Nelle sale americane è appena uscito Indignation, l’esordio alla regia di James Schamus basato sull’omonimo libro di Roth, noto in Italia col titolo Indignazione. La trama: all’inizio degli anni Cinquanta, il figlio di un macellaio del New Jersey lascia la propria città, Newark, per frequentare un rigoroso college dell’Ohio. Indignation è anche il settimo adattamento cinematografico di un titolo del celebrato romanziere americano, il cui atteggiamento nei confronti del cinema, sviscerato in un interessante pezzo del New Yorker, è in genere tutt’altro che positivo.

«Roth non è uno snob», scrive l’autore del magazine, ma la sua educazione alla Bucknell University e all’Università di Chicago gli ha insegnato a distinguere in maniera netta tra la cultura pop e «le cose serie». Forse per questo sul finire degli anni Ottanta mandò una lettera all’allora scrittore in erba britannico Hanif Kureishi, che aveva appena firmato la sceneggiatura della serie tv diventata film My Beautiful Laundrette, per comunicargli che, a suo modo di vedere le cose, sarebbe stato meglio indirizzare il suo talento verso la letteratura: «Sento che puoi comunicarci il tuo mondo in modo più potente con la fiction, rispetto che coi film», aveva vergato Roth.

shadow_image_110619Potrebbe essere un caso isolato, se non fosse che in un’intervista apparsa poco dopo sulla London Review of Books lo scrittore lamentava «discussioni animate su film di seconda categoria» che toglievano spazio al dibattito letterario. E ancora: nel suo settimo romanzo La mia vita di uomo, il romanziere Peter Tarnopol viene raggelato dalla prospettiva di dedicarsi alla scrittura di copioni cinematografici per pagare gli alimenti alla sua ex moglie, mentre nella sua autobiografia, I fatti, Roth descrive Chicago come «il posto migliore in America… per trovare brio intellettuale e per trovarsi, se non necessariamente in uno stato di opposizione ribelle, almeno a rincuorante distanza da una società concentrata sui consumi e sul guardare la tv».

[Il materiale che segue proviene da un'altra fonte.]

#[cfg(test)]
mod tests {
    use super::*;
    use crate::header::{MessageId, MessageType};
    use std::net::SocketAddr;
    use std::sync::atomic::{AtomicUsize, Ordering};
    use std::time::Instant;

    use crate::transport::TransportKind;

    fn ack(tid: u16) -> HartIpResponse {
        let bytes = HartIpResponse::encode(MessageType::Response, MessageId::KeepAlive, 0, tid, &[]);
        HartIpResponse::from_bytes(&bytes).unwrap()
    }

    #[test]
    fn test_transaction_ids_wrap_to_one() {
        let mut ids = TransactionIds::new(DEFAULT_TRANSACTION_ID_MODULUS);
        let mut seen = std::collections::HashSet::new();
        for _ in 0..DEFAULT_TRANSACTION_ID_MODULUS {
            let id = ids.next_id();
            assert_ne!(id, 0);
            assert!(seen.insert(id));
        }
        assert_eq!(ids.last(), DEFAULT_TRANSACTION_ID_MODULUS);
        assert_eq!(ids.next_id(), 1);
    }

    #[test]
    fn test_zero_modulus() {
        let mut ids = TransactionIds::new(0);
        assert_eq!(ids.next_id(), 1);
        assert_eq!(ids.next_id(), 1);
    }

    #[test]
    fn test_slot_set_once() {
        let slot = ResponseSlot::new();
        assert!(!slot.is_set());
        assert!(slot.set(Some(ack(1))));
        assert!(!slot.set(None));
        assert_eq!(slot.try_get().map(|r| r.transaction_id()), Some(1));
        assert_eq!(slot.wait(Duration::from_millis(1)).map(|r| r.transaction_id()), Some(1));
    }

    #[test]
    fn test_slot_wait_times_out() {
        let slot = ResponseSlot::new();
        let start = Instant::now();
        assert!(slot.wait(Duration::from_millis(30)).is_none());
        assert!(start.elapsed() >= Duration::from_millis(30));
    }

    #[test]
    fn test_slot_wakes_waiter_from_other_thread() {
        let slot = ResponseSlot::new();
        let setter = slot.clone();
        let handle = thread::spawn(move || {
            thread::sleep(Duration::from_millis(20));
            setter.set(Some(ack(9)));
        });
        let response = slot.wait(Duration::from_secs(5));
        handle.join().unwrap();
        assert_eq!(response.map(|r| r.transaction_id()), Some(9));
    }

    #[test]
    fn test_pending_complete_and_unmatched() {
        let mut pending = PendingRequests::new();
        let slot = pending.register(4);
        assert!(pending.contains(4));

        assert!(pending.complete(ack(4)).is_none());
        assert!(pending.is_empty());
        assert!(slot.try_get().is_some());

        let unmatched = pending.complete(ack(5));
        assert_eq!(unmatched.map(|r| r.transaction_id()), Some(5));
    }

    #[test]
    fn test_pending_release_all() {
        let mut pending = PendingRequests::new();
        let a = pending.register(1);
        let b = pending.register(2);
        assert_eq!(pending.release_all(), 2);
        assert!(a.is_set() && b.is_set());
        assert!(a.try_get().is_none());
        assert!(b.wait(Duration::from_secs(5)).is_none());
    }

    #[test]
    fn test_cancel_rolls_back_registration() {
        let mut pending = PendingRequests::new();
        pending.register(7);
        assert!(pending.cancel(7));
        assert!(!pending.cancel(7));
        assert_eq!(pending.len(), 0);
    }

    #[test]
    fn test_subscribers() {
        let subscribers = Subscribers::new();
        let calls = Arc::new(AtomicUsize::new(0));
        let counter = Arc::clone(&calls);
        let id = subscribers.subscribe(Arc::new(move |_| {
            counter.fetch_add(1, Ordering::SeqCst);
        }));

        assert_eq!(subscribers.notify(&ack(1)), 1);
        assert!(subscribers.unsubscribe(id));
        assert!(!subscribers.unsubscribe(id));
        assert_eq!(subscribers.notify(&ack(2)), 0);
        assert_eq!(calls.load(Ordering::SeqCst), 1);
    }

    #[test]
    fn test_unsubscribe_before_any_publish() {
        let subscribers = Subscribers::new();
        let id = subscribers.subscribe(Arc::new(|_| {}));
        assert!(subscribers.unsubscribe(id));
        assert!(subscribers.is_empty());
    }

    /// Transport replaying scripted receive results.
    #[derive(Debug)]
    struct Scripted {
        kind: TransportKind,
        script: Mutex<Vec<crate::error::Result<Vec<u8>>>>,
    }

    impl Transport for Scripted {
        fn kind(&self) -> TransportKind {
            self.kind
        }
        fn peer_addr(&self) -> SocketAddr {
            "127.0.0.1:5094".parse().unwrap()
        }
        fn send(&self, _data: &[u8]) -> crate::error::Result<()> {
            Ok(())
        }
        fn receive(&self) -> crate::error::Result<Vec<u8>> {
            let mut script = self.script.lock();
            if script.is_empty() {
                Err(HartError::ConnectionClosed)
            } else {
                script.remove(0)
            }
        }
        fn shutdown(&self) {}
        fn is_closed(&self) -> bool {
            false
        }
    }

    fn run_reader(kind: TransportKind, script: Vec<crate::error::Result<Vec<u8>>>) -> Vec<ReaderEvent> {
        run_reader_with(kind, script, || true)
    }

    fn run_reader_with<F>(
        kind: TransportKind,
        script: Vec<crate::error::Result<Vec<u8>>>,
        may_stop: F,
    ) -> Vec<ReaderEvent>
    where
        F: Fn() -> bool + Send + 'static,
    {
        let transport = Arc::new(Scripted {
            kind,
            script: Mutex::new(script),
        });
        let (tx, rx) = crossbeam_channel::unbounded();
        spawn_reader(transport, tx, may_stop).unwrap().join().unwrap();
        rx.try_iter().collect()
    }

    #[test]
    fn test_udp_reader_survives_timeouts() {
        let keep_alive = HartIpResponse::encode(MessageType::Response, MessageId::KeepAlive, 0, 3, &[]);
        let events = run_reader(
            TransportKind::Udp,
            vec![Err(HartError::Timeout), Ok(keep_alive), Ok(vec![1, 1])],
        );

        assert_eq!(events.len(), 3);
        assert!(matches!(&events[0], ReaderEvent::Frame(r) if r.transaction_id() == 3));
        assert!(matches!(events[1], ReaderEvent::Malformed(_)));
        assert!(matches!(events[2], ReaderEvent::Stopped { fatal: true, .. }));
    }

    #[test]
    fn test_tcp_reader_stops_on_timeout() {
        let events = run_reader(TransportKind::Tcp, vec![Err(HartError::Timeout)]);
        assert_eq!(events.len(), 1);
        assert!(matches!(events[0], ReaderEvent::Stopped { fatal: false, .. }));
    }

    #[test]
    fn test_tcp_reader_keeps_reading_while_refused() {
        let asked = Arc::new(AtomicUsize::new(0));
        let counter = Arc::clone(&asked);
        let reply = HartIpResponse::encode(MessageType::Response, MessageId::KeepAlive, 0, 8, &[]);
        let events = run_reader_with(
            TransportKind::Tcp,
            vec![Err(HartError::Timeout), Ok(reply), Err(HartError::Timeout)],
            move || counter.fetch_add(1, Ordering::SeqCst) > 0,
        );

        assert_eq!(asked.load(Ordering::SeqCst), 2);
        assert_eq!(events.len(), 2);
        assert!(matches!(&events[0], ReaderEvent::Frame(r) if r.transaction_id() == 8));
        assert!(matches!(events[1], ReaderEvent::Stopped { fatal: false, .. }));
    }

    #[test]
    fn test_reader_stops_on_unsupported_version() {
        let events = run_reader(TransportKind::Udp, vec![Ok(vec![2, 1, 2, 0, 0, 1, 0, 8])]);
        assert_eq!(events.len(), 1);
        assert!(matches!(events[0], ReaderEvent::Stopped { fatal: true, .. }));
    }
}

Come Roth stesso ha avuto modo di dichiarare, le sue idee e le sue priorità si sono formate partendo dalla sua insofferenza per la lista dei best-seller del Times, il magazine Life e le contaminazioni con Hollywood. In realtà, tra le altre cose è lo stile stesso delle sue opere a rendere difficile la loro trasposizione cinematografica: come scritto in un post dell’Atlantic titolato semplicemente “Stop Making Film Adaptations of Philip Roth Novels”, «non c’è digressione o montaggio che possa rappresentare fedelmente i laboriosi contesti storici e psicologici che Roth impiega pagine su pagine per sviluppare». D’altronde, scrive il New Yorker:

You can picture Roth at his desk in rural Connecticut, far from the fluorescent, multiplex-ridden metropolis, writing the scenes in which Mickey communes with his lover’s ghost, yelling, “You filthy, wonderful Drenka cunt! Marry me! Marry me!,” and ejaculating over her grave—and then saying to himself, with a vindicated smile, “Try filming that.”